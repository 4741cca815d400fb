//! Error types for the fac core library.
//!
//! Each collaborator has its own error type derived with `thiserror`, and a
//! top-level [`CoreError`] enum unifies them for the session controller.
//! Control-flow signals (editor requests, quit, unknown commands) are not
//! errors and never appear here; see [`crate::dispatch::Outcome`].

use std::path::PathBuf;

use thiserror::Error;

// ---------------------------------------------------------------------------
// Top-level error
// ---------------------------------------------------------------------------

/// Unified error type for the entire core library.
#[derive(Debug, Error)]
pub enum CoreError {
    #[error(transparent)]
    Config(#[from] ConfigError),

    #[error(transparent)]
    Scan(#[from] ScanError),

    #[error(transparent)]
    Editor(#[from] EditorError),

    #[error(transparent)]
    Ui(#[from] UiError),

    #[error(transparent)]
    Write(#[from] WriteError),

    #[error(transparent)]
    Eval(#[from] EvalError),
}

// ---------------------------------------------------------------------------
// Configuration errors
// ---------------------------------------------------------------------------

/// Errors from loading and validating the settings file.
#[derive(Debug, Error)]
pub enum ConfigError {
    /// TOML parse error.
    #[error("configuration parse error in '{path}': {detail}")]
    ParseError { path: String, detail: String },

    /// A config value is invalid.
    #[error("invalid configuration value for '{field}': {detail}")]
    InvalidValue { field: String, detail: String },

    /// Generic I/O error reading the config file.
    #[error("configuration I/O error: {0}")]
    IoError(#[from] std::io::Error),
}

// ---------------------------------------------------------------------------
// Scan errors
// ---------------------------------------------------------------------------

/// Errors from locating conflicted files in the working tree.
#[derive(Debug, Error)]
pub enum ScanError {
    /// The path is not inside a git repository.
    #[error("not a git repository (or any parent): {0}")]
    RepositoryNotFound(String),

    /// The repository has no working directory.
    #[error("cannot resolve conflicts in a bare repository at '{0}'")]
    BareRepository(String),

    /// A `git2` library error.
    #[error("git2 error: {0}")]
    Git2Error(#[from] git2::Error),

    /// A conflicted file could not be read.
    #[error("failed to read '{path}': {source}")]
    Read {
        path: PathBuf,
        source: std::io::Error,
    },

    /// A conflicted file contains malformed markers.
    #[error("failed to parse conflicts in '{path}': {source}")]
    Parse { path: PathBuf, source: ParseError },
}

// ---------------------------------------------------------------------------
// Marker parse errors
// ---------------------------------------------------------------------------

/// Structural problems with conflict markers.
///
/// Line numbers are 1-indexed relative to the text being parsed.
#[derive(Debug, Error, PartialEq, Eq)]
pub enum ParseError {
    /// A marker appeared where it is not allowed.
    #[error("unexpected '{marker}' marker on line {line}")]
    UnexpectedMarker { line: usize, marker: String },

    /// A conflict block was opened but never closed.
    #[error("conflict starting on line {line} is never closed")]
    Unterminated { line: usize },

    /// Editor output must contain exactly one conflict block.
    #[error("expected a single conflict block, found {0}")]
    BlockCount(usize),

    /// Editor output has text outside the conflict block.
    #[error("text outside the conflict block on line {line}")]
    StrayText { line: usize },
}

// ---------------------------------------------------------------------------
// Editor errors
// ---------------------------------------------------------------------------

/// Errors from handing a conflict to an external editor.
#[derive(Debug, Error)]
pub enum EditorError {
    /// The editor command was empty after resolution.
    #[error("no editor configured")]
    NotConfigured,

    /// The editor process could not be started.
    #[error("failed to launch editor '{editor}': {source}")]
    Spawn {
        editor: String,
        source: std::io::Error,
    },

    /// The editor exited unsuccessfully.
    #[error("editor '{editor}' exited with {status}")]
    Exited { editor: String, status: String },

    /// Temp file I/O failed.
    #[error("editor I/O error: {0}")]
    IoError(#[from] std::io::Error),
}

// ---------------------------------------------------------------------------
// UI errors
// ---------------------------------------------------------------------------

/// Errors from creating or driving a UI context.
#[derive(Debug, Error)]
pub enum UiError {
    /// Terminal setup, drawing, or input failed.
    #[error("terminal error: {0}")]
    Terminal(#[from] std::io::Error),
}

// ---------------------------------------------------------------------------
// Write-back errors
// ---------------------------------------------------------------------------

/// A resolved file could not be persisted.
#[derive(Debug, Error)]
#[error("failed to write '{path}': {source}")]
pub struct WriteError {
    pub path: PathBuf,
    #[source]
    pub source: std::io::Error,
}

// ---------------------------------------------------------------------------
// Evaluator errors
// ---------------------------------------------------------------------------

/// Unrecoverable failures raised by a command evaluator.
#[derive(Debug, Error)]
pub enum EvalError {
    /// The command could not be carried out.
    #[error("command failed: {0}")]
    Failed(String),
}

========

--- WHAT IS REQUIRED ---
Return the whole listing exactly as it reads.

--- RESPONSE ---
repository 4741cca815d400fb
//! Error types for the fac core library.
//!
//! Each collaborator has its own error type derived with `thiserror`, and a
//! top-level [`CoreError`] enum unifies them for the session controller.
//! Control-flow signals (editor requests, quit, unknown commands) are not
//! errors and never appear here; see [`crate::dispatch::Outcome`].

use std::path::PathBuf;

use thiserror::Error;

// ---------------------------------------------------------------------------
// Top-level error
// ---------------------------------------------------------------------------

/// Unified error type for the entire core library.
#[derive(Debug, Error)]
pub enum CoreError {
    #[error(transparent)]
    Config(#[from] ConfigError),

    #[error(transparent)]
    Scan(#[from] ScanError),

    #[error(transparent)]
    Editor(#[from] EditorError),

    #[error(transparent)]
    Ui(#[from] UiError),

    #[error(transparent)]
    Write(#[from] WriteError),

    #[error(transparent)]
    Eval(#[from] EvalError),
}

// ---------------------------------------------------------------------------
// Configuration errors
// ---------------------------------------------------------------------------

/// Errors from loading and validating the settings file.
#[derive(Debug, Error)]
pub enum ConfigError {
    /// TOML parse error.
    #[error("configuration parse error in '{path}': {detail}")]
    ParseError { path: String, detail: String },

    /// A config value is invalid.
    #[error("invalid configuration value for '{field}': {detail}")]
    InvalidValue { field: String, detail: String },

    /// Generic I/O error reading the config file.
    #[error("configuration I/O error: {0}")]
    IoError(#[from] std::io::Error),
}

// ---------------------------------------------------------------------------
// Scan errors
// ---------------------------------------------------------------------------

/// Errors from locating conflicted files in the working tree.
#[derive(Debug, Error)]
pub enum ScanError {
    /// The path is not inside a git repository.
    #[error("not a git repository (or any parent): {0}")]
    RepositoryNotFound(String),

    /// The repository has no working directory.
    #[error("cannot resolve conflicts in a bare repository at '{0}'")]
    BareRepository(String),

    /// A `git2` library error.
    #[error("git2 error: {0}")]
    Git2Error(#[from] git2::Error),

    /// A conflicted file could not be read.
    #[error("failed to read '{path}': {source}")]
    Read {
        path: PathBuf,
        source: std::io::Error,
    },

    /// A conflicted file contains malformed markers.
    #[error("failed to parse conflicts in '{path}': {source}")]
    Parse { path: PathBuf, source: ParseError },
}

// ---------------------------------------------------------------------------
// Marker parse errors
// ---------------------------------------------------------------------------

/// Structural problems with conflict markers.
///
/// Line numbers are 1-indexed relative to the text being parsed.
#[derive(Debug, Error, PartialEq, Eq)]
pub enum ParseError {
    /// A marker appeared where it is not allowed.
    #[error("unexpected '{marker}' marker on line {line}")]
    UnexpectedMarker { line: usize, marker: String },

    /// A conflict block was opened but never closed.
    #[error("conflict starting on line {line} is never closed")]
    Unterminated { line: usize },

    /// Editor output must contain exactly one conflict block.
    #[error("expected a single conflict block, found {0}")]
    BlockCount(usize),

    /// Editor output has text outside the conflict block.
    #[error("text outside the conflict block on line {line}")]
    StrayText { line: usize },
}

// ---------------------------------------------------------------------------
// Editor errors
// ---------------------------------------------------------------------------

/// Errors from handing a conflict to an external editor.
#[derive(Debug, Error)]
pub enum EditorError {
    /// The editor command was empty after resolution.
    #[error("no editor configured")]
    NotConfigured,

    /// The editor process could not be started.
    #[error("failed to launch editor '{editor}': {source}")]
    Spawn {
        editor: String,
        source: std::io::Error,
    },

    /// The editor exited unsuccessfully.
    #[error("editor '{editor}' exited with {status}")]
    Exited { editor: String, status: String },

    /// Temp file I/O failed.
    #[error("editor I/O error: {0}")]
    IoError(#[from] std::io::Error),
}

// ---------------------------------------------------------------------------
// UI errors
// ---------------------------------------------------------------------------

/// Errors from creating or driving a UI context.
#[derive(Debug, Error)]
pub enum UiError {
    /// Terminal setup, drawing, or input failed.
    #[error("terminal error: {0}")]
    Terminal(#[from] std::io::Error),
}

// ---------------------------------------------------------------------------
// Write-back errors
// ---------------------------------------------------------------------------

/// A resolved file could not be persisted.
#[derive(Debug, Error)]
#[error("failed to write '{path}': {source}")]
pub struct WriteError {
    pub path: PathBuf,
    #[source]
    pub source: std::io::Error,
}

// ---------------------------------------------------------------------------
// Evaluator errors
// ---------------------------------------------------------------------------

/// Unrecoverable failures raised by a command evaluator.
#[derive(Debug, Error)]
pub enum EvalError {
    /// The command could not be carried out.
    #[error("command failed: {0}")]
    Failed(String),
}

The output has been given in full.